[[ GIVEN INFORMATION, beginning ]]

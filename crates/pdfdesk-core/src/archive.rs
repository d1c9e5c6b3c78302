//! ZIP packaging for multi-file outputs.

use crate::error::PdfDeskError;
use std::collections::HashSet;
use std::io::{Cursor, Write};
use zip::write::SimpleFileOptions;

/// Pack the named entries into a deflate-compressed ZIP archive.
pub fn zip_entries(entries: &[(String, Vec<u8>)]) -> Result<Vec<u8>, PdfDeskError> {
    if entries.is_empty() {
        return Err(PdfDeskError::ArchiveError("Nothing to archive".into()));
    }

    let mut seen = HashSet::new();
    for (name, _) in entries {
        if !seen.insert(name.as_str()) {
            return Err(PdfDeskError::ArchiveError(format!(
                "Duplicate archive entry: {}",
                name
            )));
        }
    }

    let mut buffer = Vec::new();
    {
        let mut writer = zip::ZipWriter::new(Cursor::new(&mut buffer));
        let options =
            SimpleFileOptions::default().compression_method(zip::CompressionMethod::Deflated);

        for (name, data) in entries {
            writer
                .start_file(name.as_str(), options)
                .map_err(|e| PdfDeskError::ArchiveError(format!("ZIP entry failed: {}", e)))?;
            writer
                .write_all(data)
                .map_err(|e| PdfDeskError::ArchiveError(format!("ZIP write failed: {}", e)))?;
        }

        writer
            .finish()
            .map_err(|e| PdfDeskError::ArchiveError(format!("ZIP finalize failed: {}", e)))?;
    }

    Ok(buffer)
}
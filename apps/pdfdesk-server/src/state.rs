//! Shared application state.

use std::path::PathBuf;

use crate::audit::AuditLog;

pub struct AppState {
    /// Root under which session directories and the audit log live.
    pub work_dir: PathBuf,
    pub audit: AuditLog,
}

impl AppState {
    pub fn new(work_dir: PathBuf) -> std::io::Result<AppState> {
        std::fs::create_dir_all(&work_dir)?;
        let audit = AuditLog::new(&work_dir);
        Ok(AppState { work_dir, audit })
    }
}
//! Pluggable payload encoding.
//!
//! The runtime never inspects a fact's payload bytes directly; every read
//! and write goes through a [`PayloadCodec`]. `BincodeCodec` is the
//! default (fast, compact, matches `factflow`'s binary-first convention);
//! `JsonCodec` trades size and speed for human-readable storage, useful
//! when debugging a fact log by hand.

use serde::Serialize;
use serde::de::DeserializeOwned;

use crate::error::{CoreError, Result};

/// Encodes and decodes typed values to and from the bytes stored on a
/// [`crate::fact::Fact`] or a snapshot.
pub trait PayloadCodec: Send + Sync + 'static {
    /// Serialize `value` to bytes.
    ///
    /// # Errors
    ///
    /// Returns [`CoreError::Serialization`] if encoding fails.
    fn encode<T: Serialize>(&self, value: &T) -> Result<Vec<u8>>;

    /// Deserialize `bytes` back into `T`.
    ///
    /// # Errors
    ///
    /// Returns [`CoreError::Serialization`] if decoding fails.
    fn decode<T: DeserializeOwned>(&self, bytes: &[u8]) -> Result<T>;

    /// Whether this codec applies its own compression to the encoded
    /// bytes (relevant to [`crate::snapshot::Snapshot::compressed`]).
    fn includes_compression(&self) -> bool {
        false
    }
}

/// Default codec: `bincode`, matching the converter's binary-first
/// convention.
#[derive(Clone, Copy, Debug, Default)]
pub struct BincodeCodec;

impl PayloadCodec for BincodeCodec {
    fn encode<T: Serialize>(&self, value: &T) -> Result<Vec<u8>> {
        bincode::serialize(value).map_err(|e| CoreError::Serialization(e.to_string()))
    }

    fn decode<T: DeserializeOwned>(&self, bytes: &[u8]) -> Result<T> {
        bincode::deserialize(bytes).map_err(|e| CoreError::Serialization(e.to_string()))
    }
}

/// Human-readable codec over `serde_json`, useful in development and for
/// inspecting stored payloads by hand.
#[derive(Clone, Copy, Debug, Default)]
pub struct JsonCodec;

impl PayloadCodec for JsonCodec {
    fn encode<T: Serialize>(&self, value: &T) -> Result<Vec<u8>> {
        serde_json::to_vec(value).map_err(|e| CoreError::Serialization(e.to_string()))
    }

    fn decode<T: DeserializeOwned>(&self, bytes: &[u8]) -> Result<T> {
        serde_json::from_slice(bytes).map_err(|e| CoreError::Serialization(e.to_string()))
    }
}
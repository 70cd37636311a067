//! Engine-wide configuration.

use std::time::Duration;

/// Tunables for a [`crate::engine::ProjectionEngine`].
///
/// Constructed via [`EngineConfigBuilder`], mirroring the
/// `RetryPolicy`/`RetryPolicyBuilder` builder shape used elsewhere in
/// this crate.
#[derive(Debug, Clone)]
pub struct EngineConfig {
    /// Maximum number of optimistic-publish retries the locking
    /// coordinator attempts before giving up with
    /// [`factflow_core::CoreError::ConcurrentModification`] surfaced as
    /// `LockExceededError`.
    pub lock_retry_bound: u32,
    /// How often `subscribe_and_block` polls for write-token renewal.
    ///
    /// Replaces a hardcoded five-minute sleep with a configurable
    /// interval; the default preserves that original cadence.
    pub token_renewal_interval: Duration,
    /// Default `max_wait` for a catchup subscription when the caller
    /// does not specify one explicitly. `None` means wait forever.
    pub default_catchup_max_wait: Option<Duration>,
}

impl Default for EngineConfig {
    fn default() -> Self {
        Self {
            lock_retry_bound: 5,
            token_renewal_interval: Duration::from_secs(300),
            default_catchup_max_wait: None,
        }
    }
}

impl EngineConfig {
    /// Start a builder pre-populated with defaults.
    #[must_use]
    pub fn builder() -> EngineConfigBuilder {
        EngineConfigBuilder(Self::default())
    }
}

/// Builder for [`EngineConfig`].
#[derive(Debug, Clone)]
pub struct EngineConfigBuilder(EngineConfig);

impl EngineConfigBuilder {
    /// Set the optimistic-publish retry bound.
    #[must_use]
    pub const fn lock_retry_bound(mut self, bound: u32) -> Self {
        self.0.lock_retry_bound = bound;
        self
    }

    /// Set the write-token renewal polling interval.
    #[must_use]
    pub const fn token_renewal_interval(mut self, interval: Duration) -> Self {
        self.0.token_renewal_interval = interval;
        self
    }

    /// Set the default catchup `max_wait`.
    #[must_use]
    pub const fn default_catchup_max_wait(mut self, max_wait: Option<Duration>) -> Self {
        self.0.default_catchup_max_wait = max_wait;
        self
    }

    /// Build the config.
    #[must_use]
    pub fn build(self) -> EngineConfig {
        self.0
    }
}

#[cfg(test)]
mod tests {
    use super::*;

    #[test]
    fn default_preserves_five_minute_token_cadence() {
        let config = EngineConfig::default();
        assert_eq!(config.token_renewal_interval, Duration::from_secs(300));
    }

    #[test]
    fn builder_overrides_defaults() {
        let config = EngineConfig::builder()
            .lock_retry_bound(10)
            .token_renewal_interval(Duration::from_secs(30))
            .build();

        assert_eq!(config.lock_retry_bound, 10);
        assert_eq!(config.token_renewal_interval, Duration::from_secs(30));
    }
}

[[ GIVEN INFORMATION, end ]]
[[ GIVEN INFORMATION, beginning ]]

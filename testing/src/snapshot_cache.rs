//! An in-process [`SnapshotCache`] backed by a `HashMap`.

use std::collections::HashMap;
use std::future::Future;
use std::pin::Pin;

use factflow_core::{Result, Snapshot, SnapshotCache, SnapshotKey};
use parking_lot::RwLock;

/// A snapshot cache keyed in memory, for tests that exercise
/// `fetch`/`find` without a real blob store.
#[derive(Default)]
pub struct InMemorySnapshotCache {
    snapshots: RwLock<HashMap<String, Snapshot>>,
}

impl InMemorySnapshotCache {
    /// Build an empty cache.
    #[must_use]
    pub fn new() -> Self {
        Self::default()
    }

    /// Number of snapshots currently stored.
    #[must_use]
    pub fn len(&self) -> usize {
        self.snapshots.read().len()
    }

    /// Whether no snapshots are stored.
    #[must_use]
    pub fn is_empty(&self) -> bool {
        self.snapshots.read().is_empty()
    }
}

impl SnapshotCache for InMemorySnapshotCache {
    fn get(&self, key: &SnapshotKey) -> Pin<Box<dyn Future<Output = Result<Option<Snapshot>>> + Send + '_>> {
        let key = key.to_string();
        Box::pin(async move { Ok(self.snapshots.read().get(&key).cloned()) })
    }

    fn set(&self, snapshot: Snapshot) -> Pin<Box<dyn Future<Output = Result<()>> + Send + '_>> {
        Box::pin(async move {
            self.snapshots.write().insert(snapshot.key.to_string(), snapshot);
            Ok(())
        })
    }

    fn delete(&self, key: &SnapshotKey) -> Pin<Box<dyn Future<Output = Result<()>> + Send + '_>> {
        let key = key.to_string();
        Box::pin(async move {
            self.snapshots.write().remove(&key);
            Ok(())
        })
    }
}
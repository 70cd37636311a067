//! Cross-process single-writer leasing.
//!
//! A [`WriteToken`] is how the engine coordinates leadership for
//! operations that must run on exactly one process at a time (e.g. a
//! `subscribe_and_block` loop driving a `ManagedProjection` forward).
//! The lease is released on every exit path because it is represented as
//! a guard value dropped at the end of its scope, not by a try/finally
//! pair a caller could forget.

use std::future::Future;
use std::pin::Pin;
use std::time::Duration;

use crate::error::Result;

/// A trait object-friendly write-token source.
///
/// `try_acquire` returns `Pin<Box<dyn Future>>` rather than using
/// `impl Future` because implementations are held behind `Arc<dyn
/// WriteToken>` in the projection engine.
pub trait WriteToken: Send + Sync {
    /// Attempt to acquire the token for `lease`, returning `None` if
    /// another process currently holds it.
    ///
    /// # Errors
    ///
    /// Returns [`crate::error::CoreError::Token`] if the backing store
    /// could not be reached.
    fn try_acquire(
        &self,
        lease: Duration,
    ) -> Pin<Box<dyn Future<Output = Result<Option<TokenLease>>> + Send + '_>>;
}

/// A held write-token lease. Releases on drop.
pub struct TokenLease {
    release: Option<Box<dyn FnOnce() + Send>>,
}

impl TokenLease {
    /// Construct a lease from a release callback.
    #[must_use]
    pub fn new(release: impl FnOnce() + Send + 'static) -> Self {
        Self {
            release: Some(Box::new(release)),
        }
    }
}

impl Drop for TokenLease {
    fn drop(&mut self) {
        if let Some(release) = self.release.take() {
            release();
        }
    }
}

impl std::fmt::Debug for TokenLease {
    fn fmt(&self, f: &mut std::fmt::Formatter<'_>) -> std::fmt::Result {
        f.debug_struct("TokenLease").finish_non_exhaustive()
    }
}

[[ GIVEN INFORMATION, end ]]

[REQUIRED ACTION]: Note every line in the material with "process" and copy it.

[EXERCISE RESULT]:
//! An in-process [`SnapshotCache`] backed by a `HashMap`.
//! Cross-process single-writer leasing.
//! operations that must run on exactly one process at a time (e.g. a
    /// another process currently holds it.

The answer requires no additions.